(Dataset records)
———
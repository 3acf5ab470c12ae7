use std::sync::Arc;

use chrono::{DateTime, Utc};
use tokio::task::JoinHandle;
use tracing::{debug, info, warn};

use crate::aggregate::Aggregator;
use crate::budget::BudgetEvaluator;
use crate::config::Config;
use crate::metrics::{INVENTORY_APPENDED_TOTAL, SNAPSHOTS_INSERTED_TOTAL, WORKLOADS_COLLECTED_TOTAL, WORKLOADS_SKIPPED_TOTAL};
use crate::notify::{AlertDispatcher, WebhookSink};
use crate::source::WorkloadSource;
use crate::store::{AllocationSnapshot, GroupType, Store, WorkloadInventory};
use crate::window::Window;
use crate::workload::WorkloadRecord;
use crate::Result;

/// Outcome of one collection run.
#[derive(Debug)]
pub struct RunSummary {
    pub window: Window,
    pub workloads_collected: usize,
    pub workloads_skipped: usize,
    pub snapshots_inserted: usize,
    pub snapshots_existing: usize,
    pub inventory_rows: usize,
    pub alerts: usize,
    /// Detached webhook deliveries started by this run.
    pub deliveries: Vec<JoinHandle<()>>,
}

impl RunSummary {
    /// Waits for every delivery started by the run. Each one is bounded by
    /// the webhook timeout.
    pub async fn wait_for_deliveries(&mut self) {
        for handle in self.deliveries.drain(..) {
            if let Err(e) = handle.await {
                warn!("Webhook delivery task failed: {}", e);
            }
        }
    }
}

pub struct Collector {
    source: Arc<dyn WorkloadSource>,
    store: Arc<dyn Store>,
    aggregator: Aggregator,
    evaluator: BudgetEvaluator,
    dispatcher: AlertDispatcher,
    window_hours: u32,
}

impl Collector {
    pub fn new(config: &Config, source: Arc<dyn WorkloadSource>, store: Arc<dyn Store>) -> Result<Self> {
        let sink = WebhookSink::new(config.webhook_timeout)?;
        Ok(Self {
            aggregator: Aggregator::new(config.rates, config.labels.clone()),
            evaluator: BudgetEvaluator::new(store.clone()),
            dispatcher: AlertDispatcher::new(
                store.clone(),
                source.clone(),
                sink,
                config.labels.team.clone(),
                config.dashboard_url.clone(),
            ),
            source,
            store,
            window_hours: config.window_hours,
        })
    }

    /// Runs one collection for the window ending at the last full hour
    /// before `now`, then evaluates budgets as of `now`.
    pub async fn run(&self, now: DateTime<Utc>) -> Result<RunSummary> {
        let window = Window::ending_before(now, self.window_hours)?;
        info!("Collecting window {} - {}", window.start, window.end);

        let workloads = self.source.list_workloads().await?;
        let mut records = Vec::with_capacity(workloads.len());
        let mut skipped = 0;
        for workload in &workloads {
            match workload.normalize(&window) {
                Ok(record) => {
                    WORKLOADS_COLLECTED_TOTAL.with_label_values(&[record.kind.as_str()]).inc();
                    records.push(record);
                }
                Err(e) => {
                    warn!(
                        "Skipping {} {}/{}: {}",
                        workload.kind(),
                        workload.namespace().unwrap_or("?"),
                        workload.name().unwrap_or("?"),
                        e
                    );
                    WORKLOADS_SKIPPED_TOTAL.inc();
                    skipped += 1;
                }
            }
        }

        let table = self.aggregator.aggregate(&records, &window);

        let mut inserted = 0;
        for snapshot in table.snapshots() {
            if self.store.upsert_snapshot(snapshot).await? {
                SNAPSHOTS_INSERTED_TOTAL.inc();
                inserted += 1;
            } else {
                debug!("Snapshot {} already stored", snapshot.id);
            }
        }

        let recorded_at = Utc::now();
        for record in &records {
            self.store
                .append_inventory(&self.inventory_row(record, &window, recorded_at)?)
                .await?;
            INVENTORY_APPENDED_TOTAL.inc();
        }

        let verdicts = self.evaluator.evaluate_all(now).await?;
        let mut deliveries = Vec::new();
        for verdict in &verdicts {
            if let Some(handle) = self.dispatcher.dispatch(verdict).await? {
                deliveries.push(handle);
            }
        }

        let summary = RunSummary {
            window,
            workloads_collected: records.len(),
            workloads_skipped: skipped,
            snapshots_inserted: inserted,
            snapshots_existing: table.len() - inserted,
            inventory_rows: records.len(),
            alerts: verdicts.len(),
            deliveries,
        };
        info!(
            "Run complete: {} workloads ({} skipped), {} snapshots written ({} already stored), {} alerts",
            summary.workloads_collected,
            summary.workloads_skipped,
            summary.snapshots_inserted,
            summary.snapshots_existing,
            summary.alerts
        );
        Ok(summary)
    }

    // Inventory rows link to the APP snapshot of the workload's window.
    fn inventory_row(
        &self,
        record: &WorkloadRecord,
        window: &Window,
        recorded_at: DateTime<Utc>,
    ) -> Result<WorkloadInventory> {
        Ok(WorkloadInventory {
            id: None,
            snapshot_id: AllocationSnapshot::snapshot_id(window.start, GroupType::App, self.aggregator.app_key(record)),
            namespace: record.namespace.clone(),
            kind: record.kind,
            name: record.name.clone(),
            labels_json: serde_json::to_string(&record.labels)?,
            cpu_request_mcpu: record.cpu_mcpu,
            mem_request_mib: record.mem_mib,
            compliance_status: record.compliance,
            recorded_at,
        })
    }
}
———
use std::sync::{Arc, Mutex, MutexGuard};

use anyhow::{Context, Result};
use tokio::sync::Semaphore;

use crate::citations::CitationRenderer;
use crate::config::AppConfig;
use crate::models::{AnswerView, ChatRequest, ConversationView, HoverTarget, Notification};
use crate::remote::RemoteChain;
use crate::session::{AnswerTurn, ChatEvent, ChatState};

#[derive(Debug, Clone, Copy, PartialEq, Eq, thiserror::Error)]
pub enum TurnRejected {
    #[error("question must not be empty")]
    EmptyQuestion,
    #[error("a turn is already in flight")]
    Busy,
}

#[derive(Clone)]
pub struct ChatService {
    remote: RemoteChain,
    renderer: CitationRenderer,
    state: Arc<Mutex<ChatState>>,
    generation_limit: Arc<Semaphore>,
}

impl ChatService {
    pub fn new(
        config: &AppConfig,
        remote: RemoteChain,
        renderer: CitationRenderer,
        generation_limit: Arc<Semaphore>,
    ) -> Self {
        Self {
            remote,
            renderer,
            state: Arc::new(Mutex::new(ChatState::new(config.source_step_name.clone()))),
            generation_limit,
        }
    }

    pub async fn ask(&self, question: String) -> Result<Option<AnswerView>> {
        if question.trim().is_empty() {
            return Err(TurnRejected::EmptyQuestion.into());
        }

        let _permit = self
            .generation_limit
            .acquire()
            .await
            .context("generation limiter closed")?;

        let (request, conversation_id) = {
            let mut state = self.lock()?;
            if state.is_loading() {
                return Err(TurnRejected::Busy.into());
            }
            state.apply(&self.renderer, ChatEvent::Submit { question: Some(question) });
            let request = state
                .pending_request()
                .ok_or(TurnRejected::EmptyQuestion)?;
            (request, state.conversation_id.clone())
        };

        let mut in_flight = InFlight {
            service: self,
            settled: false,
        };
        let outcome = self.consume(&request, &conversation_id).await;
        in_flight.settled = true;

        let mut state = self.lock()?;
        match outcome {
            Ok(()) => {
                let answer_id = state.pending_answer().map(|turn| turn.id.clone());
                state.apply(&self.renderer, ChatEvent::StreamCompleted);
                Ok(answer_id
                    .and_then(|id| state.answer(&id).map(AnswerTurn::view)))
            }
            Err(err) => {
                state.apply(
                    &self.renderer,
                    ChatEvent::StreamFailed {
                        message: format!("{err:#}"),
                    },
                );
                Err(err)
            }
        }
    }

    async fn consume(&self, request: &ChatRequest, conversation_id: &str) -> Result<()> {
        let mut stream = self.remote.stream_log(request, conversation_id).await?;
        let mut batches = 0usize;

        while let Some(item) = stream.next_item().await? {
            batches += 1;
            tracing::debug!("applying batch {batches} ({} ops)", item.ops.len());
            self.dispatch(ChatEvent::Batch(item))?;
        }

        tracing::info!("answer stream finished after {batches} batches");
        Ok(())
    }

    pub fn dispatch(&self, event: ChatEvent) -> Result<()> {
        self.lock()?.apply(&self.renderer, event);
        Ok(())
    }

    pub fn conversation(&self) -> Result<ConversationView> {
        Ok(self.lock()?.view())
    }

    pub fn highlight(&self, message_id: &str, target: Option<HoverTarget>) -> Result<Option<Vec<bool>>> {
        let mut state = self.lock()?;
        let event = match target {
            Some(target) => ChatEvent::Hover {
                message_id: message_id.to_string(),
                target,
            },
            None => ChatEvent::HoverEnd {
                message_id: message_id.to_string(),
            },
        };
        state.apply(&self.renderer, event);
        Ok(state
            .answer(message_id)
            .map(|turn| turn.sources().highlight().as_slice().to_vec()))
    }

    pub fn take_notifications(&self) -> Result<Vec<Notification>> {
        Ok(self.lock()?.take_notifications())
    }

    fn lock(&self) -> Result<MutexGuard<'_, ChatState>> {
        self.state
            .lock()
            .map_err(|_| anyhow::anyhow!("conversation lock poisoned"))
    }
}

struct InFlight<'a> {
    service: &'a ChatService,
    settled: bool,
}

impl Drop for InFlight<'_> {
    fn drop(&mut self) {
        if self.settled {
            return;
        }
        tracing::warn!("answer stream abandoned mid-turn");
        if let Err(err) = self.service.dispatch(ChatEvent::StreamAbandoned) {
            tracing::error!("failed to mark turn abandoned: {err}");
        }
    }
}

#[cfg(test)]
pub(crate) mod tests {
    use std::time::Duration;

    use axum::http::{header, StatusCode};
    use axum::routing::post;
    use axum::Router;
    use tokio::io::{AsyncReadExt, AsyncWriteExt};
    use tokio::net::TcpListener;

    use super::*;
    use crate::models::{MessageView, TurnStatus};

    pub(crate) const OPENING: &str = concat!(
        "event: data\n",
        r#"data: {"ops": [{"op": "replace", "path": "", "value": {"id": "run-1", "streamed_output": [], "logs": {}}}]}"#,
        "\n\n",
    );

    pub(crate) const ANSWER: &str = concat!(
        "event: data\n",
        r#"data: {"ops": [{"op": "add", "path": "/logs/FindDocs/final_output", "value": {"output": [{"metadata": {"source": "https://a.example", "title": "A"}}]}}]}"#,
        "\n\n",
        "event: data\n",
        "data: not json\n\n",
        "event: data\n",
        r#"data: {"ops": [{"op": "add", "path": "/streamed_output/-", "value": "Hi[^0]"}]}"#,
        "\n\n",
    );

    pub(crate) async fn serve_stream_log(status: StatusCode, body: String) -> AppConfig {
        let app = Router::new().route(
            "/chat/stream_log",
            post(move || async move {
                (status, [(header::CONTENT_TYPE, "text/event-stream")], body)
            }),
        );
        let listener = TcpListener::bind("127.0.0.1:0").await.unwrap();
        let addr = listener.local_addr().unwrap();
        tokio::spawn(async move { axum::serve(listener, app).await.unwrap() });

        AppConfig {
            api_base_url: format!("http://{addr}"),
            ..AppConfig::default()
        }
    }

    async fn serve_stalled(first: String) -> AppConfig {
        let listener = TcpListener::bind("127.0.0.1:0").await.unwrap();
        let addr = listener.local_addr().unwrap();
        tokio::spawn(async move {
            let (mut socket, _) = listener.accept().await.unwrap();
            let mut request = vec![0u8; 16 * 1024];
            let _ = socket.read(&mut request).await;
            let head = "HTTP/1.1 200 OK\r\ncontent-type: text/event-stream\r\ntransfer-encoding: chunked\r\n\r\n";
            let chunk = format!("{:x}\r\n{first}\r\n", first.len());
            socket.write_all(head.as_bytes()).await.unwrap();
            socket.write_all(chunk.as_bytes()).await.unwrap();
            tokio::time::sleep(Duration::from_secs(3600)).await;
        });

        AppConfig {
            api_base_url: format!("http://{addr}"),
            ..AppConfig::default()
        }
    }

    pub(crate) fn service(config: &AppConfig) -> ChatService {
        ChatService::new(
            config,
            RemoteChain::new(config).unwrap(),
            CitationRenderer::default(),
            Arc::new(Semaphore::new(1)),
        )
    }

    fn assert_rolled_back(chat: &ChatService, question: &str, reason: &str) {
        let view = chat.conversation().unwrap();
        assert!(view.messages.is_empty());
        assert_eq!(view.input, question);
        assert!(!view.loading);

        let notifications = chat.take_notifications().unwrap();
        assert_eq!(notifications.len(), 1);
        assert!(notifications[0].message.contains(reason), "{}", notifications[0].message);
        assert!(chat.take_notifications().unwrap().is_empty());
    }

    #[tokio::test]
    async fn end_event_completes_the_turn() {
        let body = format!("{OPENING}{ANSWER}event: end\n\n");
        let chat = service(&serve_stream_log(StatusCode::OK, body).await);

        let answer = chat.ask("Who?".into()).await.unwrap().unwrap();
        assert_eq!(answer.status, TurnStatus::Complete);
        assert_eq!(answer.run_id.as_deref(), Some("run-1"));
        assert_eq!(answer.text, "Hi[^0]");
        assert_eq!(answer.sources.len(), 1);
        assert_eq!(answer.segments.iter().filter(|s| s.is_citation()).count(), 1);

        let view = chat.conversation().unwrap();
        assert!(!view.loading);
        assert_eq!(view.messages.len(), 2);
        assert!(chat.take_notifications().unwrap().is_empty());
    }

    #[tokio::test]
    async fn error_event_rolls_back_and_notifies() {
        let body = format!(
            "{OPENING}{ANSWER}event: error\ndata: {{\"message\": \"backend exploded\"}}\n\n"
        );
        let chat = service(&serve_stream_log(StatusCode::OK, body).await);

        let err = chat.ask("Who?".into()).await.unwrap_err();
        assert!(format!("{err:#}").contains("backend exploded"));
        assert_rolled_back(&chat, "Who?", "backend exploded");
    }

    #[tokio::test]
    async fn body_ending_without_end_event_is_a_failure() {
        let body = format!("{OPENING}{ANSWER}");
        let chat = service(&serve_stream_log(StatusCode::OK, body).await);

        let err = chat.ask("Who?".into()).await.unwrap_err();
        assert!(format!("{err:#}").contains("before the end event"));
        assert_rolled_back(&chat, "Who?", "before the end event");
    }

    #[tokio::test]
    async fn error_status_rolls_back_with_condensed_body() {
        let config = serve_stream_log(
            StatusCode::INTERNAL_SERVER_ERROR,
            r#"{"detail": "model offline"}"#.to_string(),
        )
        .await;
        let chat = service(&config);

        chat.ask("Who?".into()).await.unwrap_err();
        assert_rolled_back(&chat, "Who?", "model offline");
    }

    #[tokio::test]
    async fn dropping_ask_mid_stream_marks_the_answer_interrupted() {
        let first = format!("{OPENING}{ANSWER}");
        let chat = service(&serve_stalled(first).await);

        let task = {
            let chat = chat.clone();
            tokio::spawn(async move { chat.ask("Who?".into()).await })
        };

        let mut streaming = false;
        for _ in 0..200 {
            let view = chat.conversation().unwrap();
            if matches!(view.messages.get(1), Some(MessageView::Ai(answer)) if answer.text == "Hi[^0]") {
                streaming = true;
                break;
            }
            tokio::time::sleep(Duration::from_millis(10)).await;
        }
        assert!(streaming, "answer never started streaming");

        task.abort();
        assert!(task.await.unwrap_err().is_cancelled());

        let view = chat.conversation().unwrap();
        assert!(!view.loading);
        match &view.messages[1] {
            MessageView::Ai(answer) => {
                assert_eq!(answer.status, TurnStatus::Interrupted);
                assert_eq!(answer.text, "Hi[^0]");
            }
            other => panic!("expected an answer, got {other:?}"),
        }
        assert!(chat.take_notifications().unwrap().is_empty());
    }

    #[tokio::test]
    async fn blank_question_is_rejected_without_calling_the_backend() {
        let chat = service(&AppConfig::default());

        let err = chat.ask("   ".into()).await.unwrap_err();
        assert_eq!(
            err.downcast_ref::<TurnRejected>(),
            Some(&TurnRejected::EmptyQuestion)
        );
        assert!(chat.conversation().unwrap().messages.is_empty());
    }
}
———
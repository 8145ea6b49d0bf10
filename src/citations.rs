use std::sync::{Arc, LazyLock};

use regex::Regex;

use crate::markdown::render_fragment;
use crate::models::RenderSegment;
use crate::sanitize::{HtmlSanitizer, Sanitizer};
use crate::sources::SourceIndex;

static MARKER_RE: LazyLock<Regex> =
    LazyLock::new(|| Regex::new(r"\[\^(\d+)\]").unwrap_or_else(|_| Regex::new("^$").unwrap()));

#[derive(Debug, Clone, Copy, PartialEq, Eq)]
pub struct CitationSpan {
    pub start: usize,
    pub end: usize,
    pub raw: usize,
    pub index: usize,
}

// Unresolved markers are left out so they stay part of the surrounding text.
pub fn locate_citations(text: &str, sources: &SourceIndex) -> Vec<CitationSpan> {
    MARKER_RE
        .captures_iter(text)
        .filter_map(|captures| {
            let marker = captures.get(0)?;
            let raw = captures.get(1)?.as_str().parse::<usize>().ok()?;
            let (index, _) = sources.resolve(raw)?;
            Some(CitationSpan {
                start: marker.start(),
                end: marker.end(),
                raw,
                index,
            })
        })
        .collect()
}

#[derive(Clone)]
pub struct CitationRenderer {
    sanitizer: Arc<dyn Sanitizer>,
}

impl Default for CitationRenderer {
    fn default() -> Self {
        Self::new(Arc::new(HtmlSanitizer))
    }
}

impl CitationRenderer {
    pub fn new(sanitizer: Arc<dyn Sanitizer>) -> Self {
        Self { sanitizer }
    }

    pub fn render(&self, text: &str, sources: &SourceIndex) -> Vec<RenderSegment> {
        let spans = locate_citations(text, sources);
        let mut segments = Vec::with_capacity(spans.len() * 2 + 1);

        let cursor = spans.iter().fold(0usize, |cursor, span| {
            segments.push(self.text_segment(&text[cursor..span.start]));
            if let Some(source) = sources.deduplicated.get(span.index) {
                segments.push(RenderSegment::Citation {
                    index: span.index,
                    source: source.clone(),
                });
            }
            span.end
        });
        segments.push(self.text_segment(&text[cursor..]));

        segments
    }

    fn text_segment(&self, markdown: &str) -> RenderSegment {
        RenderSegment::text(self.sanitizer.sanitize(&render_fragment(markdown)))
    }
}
———
# [Requirement]
Please copy every line of the data that carries the string "axum".

# [Response]
    use axum::http::{header, StatusCode};
    use axum::routing::post;
    use axum::Router;
        tokio::spawn(async move { axum::serve(listener, app).await.unwrap() });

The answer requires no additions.